This year is also the fiftieth anniversary of the X-Men, so they too will get the CGS spotlight treatment, starting with the Silver Age. Chris Eberle from Wild Pig Comics joins us as we review the early history of Marvel's Merry Mutants, from their first appearance to their brush with (gasp!) cancellation! (1:09:19)
Listen here.
Comments
Looking forward in Claremont We Trust!
Matthew
Anyway, the first issue of X-Men I read was issue 41 (like Avengers 41!). And it wasn't even my comic! My sister bought it and I remembering seeing that STARK RED cover for the first time. WoW! So, basically I just took it from my sister and read it. ("Sorry, sis!")
Murd: Spoiled again. Sorry, Murd.
Ah, man. I remember this era of Uncanny X-Men so vividly. The new costumes, the Steranko and Adams artwork, my sadness when I heard the title was cancelled, etc.

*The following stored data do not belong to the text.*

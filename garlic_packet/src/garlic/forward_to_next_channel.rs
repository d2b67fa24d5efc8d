/*! ForwardToNextChannel message
*/

use super::*;

use cookie_factory::{do_gen, gen_call, gen_le_u32, gen_slice};
use garlic_binary_io::*;
use garlic_crypto::ShortId;
use nom::bytes::complete::tag;

/// Tag of the `ForwardToNextChannel` message.
pub const FORWARD_TO_NEXT_CHANNEL_ID: [u8; 4] = 0x3a8f_e051_u32.to_le_bytes();

/** Like [`ForwardToNext`](./struct.ForwardToNext.html), but the carried data
is channel ciphertext: the relay re-emits it to `dst` as an
[`EncryptedMessageChannel`](./struct.EncryptedMessageChannel.html).

Serialized form:

Length   | Content
-------- | ------
`4`      | Tag
`32`     | Short id of the next hop
`32`     | Channel key id
`4`      | Length of encrypted data
variable | Encrypted data

*/
#[derive(Clone, Debug, Eq, PartialEq)]
pub struct ForwardToNextChannel {
    /// Short id of the relay the data should be forwarded to.
    pub dst: ShortId,
    /// Id of the channel key the data is encrypted under.
    pub key_id: ShortId,
    /// Channel ciphertext for the next hop.
    pub data: Vec<u8>,
}

impl FromBytes for ForwardToNextChannel {
    fn from_bytes(input: &[u8]) -> IResult<&[u8], Self> {
        let (input, _) = tag(&FORWARD_TO_NEXT_CHANNEL_ID[..])(input)?;
        let (input, dst) = ShortId::from_bytes(input)?;
        let (input, key_id) = ShortId::from_bytes(input)?;
        let (input, data) = length_bytes(input)?;
        Ok((input, ForwardToNextChannel { dst, key_id, data }))
    }
}

impl ToBytes for ForwardToNextChannel {
    fn to_bytes<'a>(&self, buf: (&'a mut [u8], usize)) -> Result<(&'a mut [u8], usize), GenError> {
        do_gen!(buf,
            gen_slice!(FORWARD_TO_NEXT_CHANNEL_ID.as_ref()) >>
            gen_call!(|buf, id| ShortId::to_bytes(id, buf), &self.dst) >>
            gen_call!(|buf, id| ShortId::to_bytes(id, buf), &self.key_id) >>
            gen_le_u32!(self.data.len() as u32) >>
            gen_slice!(self.data.as_slice())
        )
    }
}
/*! Errors for packet decoding and payload decryption.
*/

use nom::error::Error as NomError;
use thiserror::Error;

/// Error that can happen when decrypting and parsing the payload of an
/// encrypted packet.
#[derive(Debug, PartialEq, Error)]
pub enum GetPayloadError {
    /// The payload could not be decrypted.
    #[error("Decrypt payload error")]
    Decrypt,
    /// The decrypted payload could not be parsed.
    #[error("Deserialize payload error: {error:?}, data: {payload:?}")]
    Deserialize {
        /// Parsing error.
        error: nom::Err<NomError<Vec<u8>>>,
        /// The decrypted payload that failed to parse.
        payload: Vec<u8>,
    },
}

impl GetPayloadError {
    pub(crate) fn decrypt() -> GetPayloadError {
        GetPayloadError::Decrypt
    }

    pub(crate) fn deserialize(e: nom::Err<NomError<&[u8]>>, payload: Vec<u8>) -> GetPayloadError {
        GetPayloadError::Deserialize { error: e.to_owned(), payload }
    }
}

I remember seeing X-Men comics in the racks in '79 (I was seven) flipping through them and even though I liked the issues of Marvel Team-Up and Marvel Two-In-One that had appearnces by X-men in them, I had always felt like the X-Men book was not for kids my age.

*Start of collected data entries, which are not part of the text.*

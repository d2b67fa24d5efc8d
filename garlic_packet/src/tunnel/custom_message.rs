/*! TunnelCustomMessage packet
*/

use super::*;

use cookie_factory::{do_gen, gen_le_u32, gen_slice};
use garlic_binary_io::*;
use nom::bytes::complete::tag;

/// Tag of the `TunnelCustomMessage` packet.
pub const TUNNEL_CUSTOM_MESSAGE_ID: [u8; 4] = 0x219c_bb35_u32.to_le_bytes();

/** A control answer addressed to the tunnel endpoint itself rather than to
the node behind it. Pongs travel back through the tunnel in this wrapper.

Serialized form:

Length   | Content
-------- | ------
`4`      | Tag
`4`      | Length of data
variable | Data

*/
#[derive(Clone, Debug, Eq, PartialEq)]
pub struct TunnelCustomMessage {
    /// The carried control payload.
    pub data: Vec<u8>,
}

impl FromBytes for TunnelCustomMessage {
    fn from_bytes(input: &[u8]) -> IResult<&[u8], Self> {
        let (input, _) = tag(&TUNNEL_CUSTOM_MESSAGE_ID[..])(input)?;
        let (input, data) = length_bytes(input)?;
        Ok((input, TunnelCustomMessage { data }))
    }
}

impl ToBytes for TunnelCustomMessage {
    fn to_bytes<'a>(&self, buf: (&'a mut [u8], usize)) -> Result<(&'a mut [u8], usize), GenError> {
        do_gen!(buf,
            gen_slice!(TUNNEL_CUSTOM_MESSAGE_ID.as_ref()) >>
            gen_le_u32!(self.data.len() as u32) >>
            gen_slice!(self.data.as_slice())
        )
    }
}

#[cfg(test)]
mod tests {
    use super::*;
    use garlic_binary_io::encode_decode_test;

    encode_decode_test!(
        tunnel_custom_message_encode_decode,
        TunnelCustomMessage {
            data: vec![42; 123],
        }
    );
}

What changed that for me was the two episodes of Spider-Man and His Amazing Friends that the X-Men were in and ROM #17 & 18. It was in the late 140's or early 150's that I started reading X-Men, I really can't remember what my first issue was.

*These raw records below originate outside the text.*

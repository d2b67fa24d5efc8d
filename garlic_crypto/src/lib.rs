//! Crypto primitives for the garlic overlay.
//!
//! Every asymmetric layer of a garlic message is a *sealed box*: the sender
//! mints a fresh ephemeral keypair, encrypts with the shared secret of the
//! ephemeral secret key and the recipient's public key, and ships the
//! ephemeral public key and nonce in front of the ciphertext. The recipient
//! needs nothing but its own secret key to open the layer, and the layer
//! carries no sender identity.

#![forbid(unsafe_code)]

use cookie_factory::{do_gen, gen_slice};
use nom::IResult;
use sha2::{Digest, Sha256};
use std::fmt;
use xsalsa20poly1305::aead::{Aead, NewAead};

use garlic_binary_io::*;

pub use crypto_box::{KEY_SIZE, PublicKey, SalsaBox, SecretKey};
pub use xsalsa20poly1305::XSalsa20Poly1305;

use rand::{CryptoRng, Rng};

/// Number of bytes in a [`Nonce`].
pub const NONCEBYTES: usize = 24;

/// Nonce of the XSalsa20 cipher.
pub type Nonce = [u8; NONCEBYTES];

/// Number of bytes of the Poly1305 authentication tag.
pub const MACBYTES: usize = 16;

/// Number of bytes a sealed box adds in front of the plaintext: ephemeral
/// public key, nonce and authentication tag.
pub const SEAL_OVERHEAD: usize = KEY_SIZE + NONCEBYTES + MACBYTES;

/// Number of bytes in a [`ShortId`].
pub const SHORT_ID_SIZE: usize = 32;

/// Sha256 of a byte slice.
pub fn sha256(data: &[u8]) -> [u8; SHORT_ID_SIZE] {
    let mut hasher = Sha256::new();
    hasher.update(data);
    hasher.finalize().into()
}

/** Short form of a public key: its sha256 hash.

Short ids are the routing identifiers of the overlay. A relay is addressed by
the short id of its long-term key, a tunnel midpoint by the short id of the
session key it serves.
*/
#[derive(Clone, Copy, PartialEq, Eq, Hash, PartialOrd, Ord)]
pub struct ShortId([u8; SHORT_ID_SIZE]);

impl ShortId {
    /// The all-zero id, used where no meaningful source id exists.
    pub const ZERO: ShortId = ShortId([0; SHORT_ID_SIZE]);

    /// Short id of a public key.
    pub fn of(pk: &PublicKey) -> ShortId {
        ShortId(sha256(pk.as_bytes()))
    }

    /// Id of a symmetric channel key.
    pub fn of_channel_key(key: &[u8; 32]) -> ShortId {
        ShortId(sha256(key))
    }

    /// Raw bytes of the id.
    pub fn as_bytes(&self) -> &[u8; SHORT_ID_SIZE] {
        &self.0
    }

    /// Parse an id from its hex representation.
    pub fn from_hex(s: &str) -> Result<ShortId, hex::FromHexError> {
        let mut bytes = [0; SHORT_ID_SIZE];
        hex::decode_to_slice(s, &mut bytes)?;
        Ok(ShortId(bytes))
    }
}

impl From<[u8; SHORT_ID_SIZE]> for ShortId {
    fn from(bytes: [u8; SHORT_ID_SIZE]) -> ShortId {
        ShortId(bytes)
    }
}

impl fmt::Display for ShortId {
    fn fmt(&self, f: &mut fmt::Formatter) -> fmt::Result {
        write!(f, "{}", hex::encode(self.0))
    }
}

impl fmt::Debug for ShortId {
    fn fmt(&self, f: &mut fmt::Formatter) -> fmt::Result {
        write!(f, "ShortId({})", hex::encode(self.0))
    }
}

impl FromBytes for ShortId {
    fn from_bytes(input: &[u8]) -> IResult<&[u8], Self> {
        let (input, bytes) = <[u8; SHORT_ID_SIZE]>::from_bytes(input)?;
        Ok((input, ShortId(bytes)))
    }
}

impl ToBytes for ShortId {
    fn to_bytes<'a>(&self, buf: (&'a mut [u8], usize)) -> Result<(&'a mut [u8], usize), GenError> {
        do_gen!(buf, gen_slice!(self.0.as_ref()))
    }
}

/** Encrypt `plaintext` so that only the owner of the secret half of `to` can
read it.

The result is `ephemeral_pk (32) || nonce (24) || ciphertext`.
*/
pub fn seal<R: Rng + CryptoRng>(rng: &mut R, to: &PublicKey, plaintext: &[u8]) -> Vec<u8> {
    let ephemeral_sk = SecretKey::generate(rng);
    let ephemeral_pk = ephemeral_sk.public_key();
    let nonce = crypto_box::generate_nonce(rng);
    let cipher = SalsaBox::new(to, &ephemeral_sk);
    let ciphertext = cipher.encrypt(&nonce, plaintext).unwrap();

    let mut sealed = Vec::with_capacity(KEY_SIZE + NONCEBYTES + ciphertext.len());
    sealed.extend_from_slice(ephemeral_pk.as_bytes());
    sealed.extend_from_slice(nonce.as_slice());
    sealed.extend_from_slice(&ciphertext);
    sealed
}

/** Open a sealed box produced by [`seal`] with the recipient's secret key.

Returns `Err(())` if the box is too short or does not authenticate.
*/
pub fn open(sk: &SecretKey, sealed: &[u8]) -> Result<Vec<u8>, ()> {
    if sealed.len() < SEAL_OVERHEAD {
        return Err(());
    }
    let mut pk_bytes = [0; KEY_SIZE];
    pk_bytes.copy_from_slice(&sealed[..KEY_SIZE]);
    let ephemeral_pk = PublicKey::from(pk_bytes);
    let mut nonce = [0; NONCEBYTES];
    nonce.copy_from_slice(&sealed[KEY_SIZE..KEY_SIZE + NONCEBYTES]);

    let cipher = SalsaBox::new(&ephemeral_pk, sk);
    cipher.decrypt(&nonce.into(), &sealed[KEY_SIZE + NONCEBYTES..]).map_err(drop)
}

/** Encrypt `plaintext` under a symmetric channel key.

The result is `nonce (24) || ciphertext`. Channels are the symmetric shortcut
a relay installs on request so that steady-state traffic can skip the
asymmetric sealed-box path.
*/
pub fn channel_encrypt<R: Rng + CryptoRng>(rng: &mut R, key: &XSalsa20Poly1305, plaintext: &[u8]) -> Vec<u8> {
    let nonce = xsalsa20poly1305::generate_nonce(rng);
    let ciphertext = key.encrypt(&nonce, plaintext).unwrap();

    let mut data = Vec::with_capacity(NONCEBYTES + ciphertext.len());
    data.extend_from_slice(nonce.as_slice());
    data.extend_from_slice(&ciphertext);
    data
}

/// Decrypt data produced by [`channel_encrypt`].
pub fn channel_decrypt(key: &XSalsa20Poly1305, data: &[u8]) -> Result<Vec<u8>, ()> {
    if data.len() < NONCEBYTES + MACBYTES {
        return Err(());
    }
    let mut nonce = [0; NONCEBYTES];
    nonce.copy_from_slice(&data[..NONCEBYTES]);
    key.decrypt(&nonce.into(), &data[NONCEBYTES..]).map_err(drop)
}

/// Build a channel cipher from raw key bytes.
pub fn channel_cipher(key: &[u8; 32]) -> XSalsa20Poly1305 {
    XSalsa20Poly1305::new(key.into())
}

I have the first two volumes of X-Men MMW, hoping to grab the rest at C2E2 and jump into Uncanny later. The early X-Men seemed to lack what FF and Spidey had, but they were still fun to read and I've loaned those two volumes of X-Men out to friends and co-workers more than anything else.
Great episode. I love when Chris is on. One small correction, the X-Men did appear in a cartoon during the Silver Age. On the Sub-Mariner cartoon of the 60's, there was a mini three parter that adapted parts of Fantastic Four Annual #3 and Fantastic Four #6. Since Hanna Barbera had the rights to the Fanastic Four, they were cut out of the story. The cartoon, which used panels from those comics to bring the story to "life", used the panels of the X-Men in the Annual to take the FF's place in the story. This cartoon was released as a VHS in the 90's with Wolverine on the box...even though the character had not been created at the time the show first aired!
Marvel did the same with Starlin's Warlock and Moench/Sienkiewicz Moon Knight.
Kirby did layouts for just about all of the artists Marvel brought in during that time, at least for a couple of issues. Stan thought it was the best way to convey to the artists the type of dynamic storytelling he was looking for. Werner Roth, who had done a lot of work for Marvel in the ’50s (primarily on Venus, Apache Kid, and Lorna the Jungle Queen), never could get the hang of it to Stan’s satisfaction, even though both Kirby and Don Heck often provided layouts for him on X-Men. Eventually, Stan moved him back to a western strip. He died in 1972, so who knows how much longer he would have lasted at Marvel. Perhaps a more dynamic artist would have kept X-Men out of the sales basement.
Only ever read the book sporadically as a kid - a little too "soapy" for my tastes at the time, but those few issues/reprints I had I did enjoy a lot.
I also need to correct Adam regarding the Changeling: he did appear as a villain prior to his replacing Professor Xavier. The Changeling was second-in-command of Factor Three, the villainous organisation that plagued the X-Men in issues #37-39 (and numerous issues before that).
Wound up getting into it again thanks to a gift from my wife of the "40 years" CD-ROMs they sold of the full run of X-Men to that point. It was engrossing, and was amazed by the Neal Adams artwork from the 70's--someone who I had loved because of his work with Denny O'Neil on Detective/Batman. But his work on X-Men seemed to really push through boundaries.
Still have a love/hate relationship with the series, which can easily lend itself to melodrama and excess, but which can also show real depth.
It's worth pointing out that mutant powers were supposed to develop during puberty and these characters weren't THAT far past puberty.
Xavier definitely wasn't an old man, but it certainly wasn't a young adult either. I guess there's some leniency for his crushing on Jean -- he wasn't an old man and she wasn't a "little girl" -- but the notion is still gross and inappropriate, as the original panel even makes clear. It isn't pedophilia -- because, again, Jean was definitely post-pubescent -- but it was obviously creepy and wrong.